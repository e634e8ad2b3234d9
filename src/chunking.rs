//! Document chunking.
//!
//! This module provides the [`Chunker`] trait and [`RecursiveChunker`], a
//! boundary-preference splitter that cuts at paragraph, sentence, or word
//! boundaries before falling back to a hard character cut.

use std::collections::HashMap;

use crate::document::Chunk;

/// A strategy for splitting document text into chunks.
///
/// Implementations produce [`Chunk`]s with text and metadata but no
/// embeddings; embedding and id assignment happen in the vector store's
/// write path.
pub trait Chunker: Send + Sync {
    /// Split document text into chunks, attaching `base_metadata` to each.
    ///
    /// Returns an empty `Vec` if the text is empty after trimming.
    /// Output is in document order and every chunk is non-empty.
    fn split(&self, text: &str, base_metadata: &HashMap<String, String>) -> Vec<Chunk>;
}

/// Boundary preference, strongest first: paragraph, sentence, then word.
const SEPARATOR_LEVELS: &[&[&str]] = &[&["\n\n"], &[". ", "! ", "? "], &[" "]];

/// Splits text into bounded-size chunks, preferring natural boundaries.
///
/// Each chunk holds at most `chunk_size` characters. The cut point is the
/// latest boundary inside the window (a paragraph break, then a sentence
/// end, then a space), falling back to the hard `chunk_size` limit when no
/// boundary exists. The next chunk starts `chunk_overlap` characters before the
/// previous cut, so consecutive chunks share context across the boundary.
///
/// Positions are counted in characters, not bytes, so multi-byte text is
/// never split mid-codepoint. Emitted chunks are trimmed of edge whitespace.
///
/// # Example
///
/// ```rust,ignore
/// use docrag::RecursiveChunker;
///
/// let chunker = RecursiveChunker::new(800, 100);
/// let chunks = chunker.split(&text, &metadata);
/// ```
#[derive(Debug, Clone)]
pub struct RecursiveChunker {
    chunk_size: usize,
    chunk_overlap: usize,
}

impl RecursiveChunker {
    /// Create a new `RecursiveChunker`.
    ///
    /// # Arguments
    ///
    /// * `chunk_size` — maximum number of characters per chunk
    /// * `chunk_overlap` — number of overlapping characters between
    ///   consecutive chunks; must be less than `chunk_size`
    pub fn new(chunk_size: usize, chunk_overlap: usize) -> Self {
        debug_assert!(chunk_overlap < chunk_size);
        Self { chunk_size, chunk_overlap }
    }

    /// Pick the cut position for the chunk starting at `start`.
    ///
    /// Searches the window backwards for the strongest boundary whose cut
    /// keeps the chunk longer than the overlap, so the next start always
    /// advances. Falls back to the hard `chunk_size` limit.
    fn find_cut(&self, chars: &[char], start: usize) -> usize {
        let window_end = start + self.chunk_size;
        let floor = start + self.chunk_overlap + 1;

        for separators in SEPARATOR_LEVELS {
            for cut in (floor..=window_end).rev() {
                if separators.iter().any(|sep| boundary_ends_at(chars, start, cut, sep)) {
                    return cut;
                }
            }
        }

        window_end
    }
}

/// Whether `sep` ends exactly at `pos`, fully inside the chunk starting at
/// `start`. The separator stays attached to the preceding chunk.
fn boundary_ends_at(chars: &[char], start: usize, pos: usize, sep: &str) -> bool {
    let len = sep.chars().count();
    pos >= start + len && sep.chars().eq(chars[pos - len..pos].iter().copied())
}

impl Chunker for RecursiveChunker {
    fn split(&self, text: &str, base_metadata: &HashMap<String, String>) -> Vec<Chunk> {
        let text = text.trim();
        if text.is_empty() {
            return Vec::new();
        }

        let chars: Vec<char> = text.chars().collect();
        let mut pieces: Vec<String> = Vec::new();

        if chars.len() <= self.chunk_size {
            pieces.push(text.to_string());
        } else {
            let mut start = 0;
            loop {
                if chars.len() - start <= self.chunk_size {
                    pieces.push(chars[start..].iter().collect());
                    break;
                }
                let cut = self.find_cut(&chars, start);
                pieces.push(chars[start..cut].iter().collect());
                // Step back by the overlap; always advance at least one char.
                start = cut.saturating_sub(self.chunk_overlap).max(start + 1);
            }
        }

        pieces
            .iter()
            .map(|piece| piece.trim())
            .filter(|piece| !piece.is_empty())
            .enumerate()
            .map(|(i, piece)| {
                let mut metadata = base_metadata.clone();
                metadata.insert("chunk_index".to_string(), i.to_string());
                Chunk { text: piece.to_string(), metadata }
            })
            .collect()
    }
}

▶ **About this task**: Give the entries again exactly, every one.

▶ **Exercise answer**:
repository e634e8ad2b3234d9
filename src/chunking.rs
//! Document chunking.
//!
//! This module provides the [`Chunker`] trait and [`RecursiveChunker`], a
//! boundary-preference splitter that cuts at paragraph, sentence, or word
//! boundaries before falling back to a hard character cut.

use std::collections::HashMap;

use crate::document::Chunk;

/// A strategy for splitting document text into chunks.
///
/// Implementations produce [`Chunk`]s with text and metadata but no
/// embeddings; embedding and id assignment happen in the vector store's
/// write path.
pub trait Chunker: Send + Sync {
    /// Split document text into chunks, attaching `base_metadata` to each.
    ///
    /// Returns an empty `Vec` if the text is empty after trimming.
    /// Output is in document order and every chunk is non-empty.
    fn split(&self, text: &str, base_metadata: &HashMap<String, String>) -> Vec<Chunk>;
}

/// Boundary preference, strongest first: paragraph, sentence, then word.
const SEPARATOR_LEVELS: &[&[&str]] = &[&["\n\n"], &[". ", "! ", "? "], &[" "]];

/// Splits text into bounded-size chunks, preferring natural boundaries.
///
/// Each chunk holds at most `chunk_size` characters. The cut point is the
/// latest boundary inside the window (a paragraph break, then a sentence
/// end, then a space), falling back to the hard `chunk_size` limit when no
/// boundary exists. The next chunk starts `chunk_overlap` characters before the
/// previous cut, so consecutive chunks share context across the boundary.
///
/// Positions are counted in characters, not bytes, so multi-byte text is
/// never split mid-codepoint. Emitted chunks are trimmed of edge whitespace.
///
/// # Example
///
/// ```rust,ignore
/// use docrag::RecursiveChunker;
///
/// let chunker = RecursiveChunker::new(800, 100);
/// let chunks = chunker.split(&text, &metadata);
/// ```
#[derive(Debug, Clone)]
pub struct RecursiveChunker {
    chunk_size: usize,
    chunk_overlap: usize,
}

impl RecursiveChunker {
    /// Create a new `RecursiveChunker`.
    ///
    /// # Arguments
    ///
    /// * `chunk_size` — maximum number of characters per chunk
    /// * `chunk_overlap` — number of overlapping characters between
    ///   consecutive chunks; must be less than `chunk_size`
    pub fn new(chunk_size: usize, chunk_overlap: usize) -> Self {
        debug_assert!(chunk_overlap < chunk_size);
        Self { chunk_size, chunk_overlap }
    }

    /// Pick the cut position for the chunk starting at `start`.
    ///
    /// Searches the window backwards for the strongest boundary whose cut
    /// keeps the chunk longer than the overlap, so the next start always
    /// advances. Falls back to the hard `chunk_size` limit.
    fn find_cut(&self, chars: &[char], start: usize) -> usize {
        let window_end = start + self.chunk_size;
        let floor = start + self.chunk_overlap + 1;

        for separators in SEPARATOR_LEVELS {
            for cut in (floor..=window_end).rev() {
                if separators.iter().any(|sep| boundary_ends_at(chars, start, cut, sep)) {
                    return cut;
                }
            }
        }

        window_end
    }
}

/// Whether `sep` ends exactly at `pos`, fully inside the chunk starting at
/// `start`. The separator stays attached to the preceding chunk.
fn boundary_ends_at(chars: &[char], start: usize, pos: usize, sep: &str) -> bool {
    let len = sep.chars().count();
    pos >= start + len && sep.chars().eq(chars[pos - len..pos].iter().copied())
}

impl Chunker for RecursiveChunker {
    fn split(&self, text: &str, base_metadata: &HashMap<String, String>) -> Vec<Chunk> {
        let text = text.trim();
        if text.is_empty() {
            return Vec::new();
        }

        let chars: Vec<char> = text.chars().collect();
        let mut pieces: Vec<String> = Vec::new();

        if chars.len() <= self.chunk_size {
            pieces.push(text.to_string());
        } else {
            let mut start = 0;
            loop {
                if chars.len() - start <= self.chunk_size {
                    pieces.push(chars[start..].iter().collect());
                    break;
                }
                let cut = self.find_cut(&chars, start);
                pieces.push(chars[start..cut].iter().collect());
                // Step back by the overlap; always advance at least one char.
                start = cut.saturating_sub(self.chunk_overlap).max(start + 1);
            }
        }

        pieces
            .iter()
            .map(|piece| piece.trim())
            .filter(|piece| !piece.is_empty())
            .enumerate()
            .map(|(i, piece)| {
                let mut metadata = base_metadata.clone();
                metadata.insert("chunk_index".to_string(), i.to_string());
                Chunk { text: piece.to_string(), metadata }
            })
            .collect()
    }
}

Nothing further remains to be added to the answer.